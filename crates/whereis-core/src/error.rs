//! Record store errors

use thiserror::Error;

use crate::storage::StorageError;

/// Required fields missing at create or update time
#[derive(Error, Debug, Clone, PartialEq, Eq)]
pub enum ValidationError {
    #[error("Name is required")]
    NameRequired,

    #[error("Description is required")]
    DescriptionRequired,

    #[error("Name and Description are required!")]
    NameAndDescriptionRequired,
}

/// Errors returned by record store mutations
#[derive(Error, Debug)]
pub enum RecordError {
    /// Input rejected before storage was touched
    #[error(transparent)]
    Validation(#[from] ValidationError),

    /// Underlying key-value store failed
    #[error("Failed to save the record: {0}")]
    Storage(#[from] StorageError),
}

impl RecordError {
    /// Whether the error came from user input rather than storage
    pub fn is_validation(&self) -> bool {
        matches!(self, RecordError::Validation(_))
    }

    /// What the user can do about a storage failure, if anything
    pub fn recovery_suggestion(&self) -> Option<&'static str> {
        match self {
            RecordError::Storage(e) => e.recovery_suggestion(),
            RecordError::Validation(_) => None,
        }
    }
}

/// Result type for record store operations
pub type RecordResult<T> = Result<T, RecordError>;
//! Where Is Core Library
//!
//! This crate provides the core functionality for Where Is, a local record
//! store for noting where physical items are kept: a name, a description,
//! an optional photo and an optional GPS coordinate.
//!
//! # Architecture
//!
//! - **Key-value storage**: the whole record collection is one JSON array
//!   under the `records` key
//! - **Record store**: load-mutate-save cycles over that blob
//!
//! # Quick Start
//!
//! ```text
//! let store = RecordStore::open()?;
//!
//! // Add a record
//! let fields = RecordFields::new("Passport", "desk, second drawer");
//! let record = store.create(fields).await?;
//!
//! // Query records
//! let all = store.load_all().await;
//! let matches = filter_by_name(&all, "pass");
//! ```
//!
//! # Modules
//!
//! - `store`: Record store (main entry point)
//! - `models`: Item records and their fields
//! - `command`: Command enum routed to the store
//! - `search`: Name filter over a loaded collection
//! - `storage`: Key-value backends
//! - `capability`: Photo import, geolocation, permission prompts
//! - `config`: Application configuration

pub mod capability;
pub mod command;
pub mod config;
pub mod error;
pub mod id;
pub mod models;
pub mod search;
pub mod storage;
pub mod store;

pub use capability::CapabilityError;
pub use command::{Command, CommandOutcome};
pub use config::Config;
pub use error::{RecordError, RecordResult, ValidationError};
pub use id::IdGenerator;
pub use models::{ItemRecord, Location, RecordFields, RecordId};
pub use search::filter_by_name;
pub use storage::{FileKeyValueStore, KeyValueStore, MemoryKeyValueStore, StorageError};
pub use store::{RecordStore, RECORDS_KEY};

> What needs to be done
In the material above, find every line with the word "Debug" and show it.

> The completed task
#[derive(Error, Debug, Clone, PartialEq, Eq)]
#[derive(Error, Debug)]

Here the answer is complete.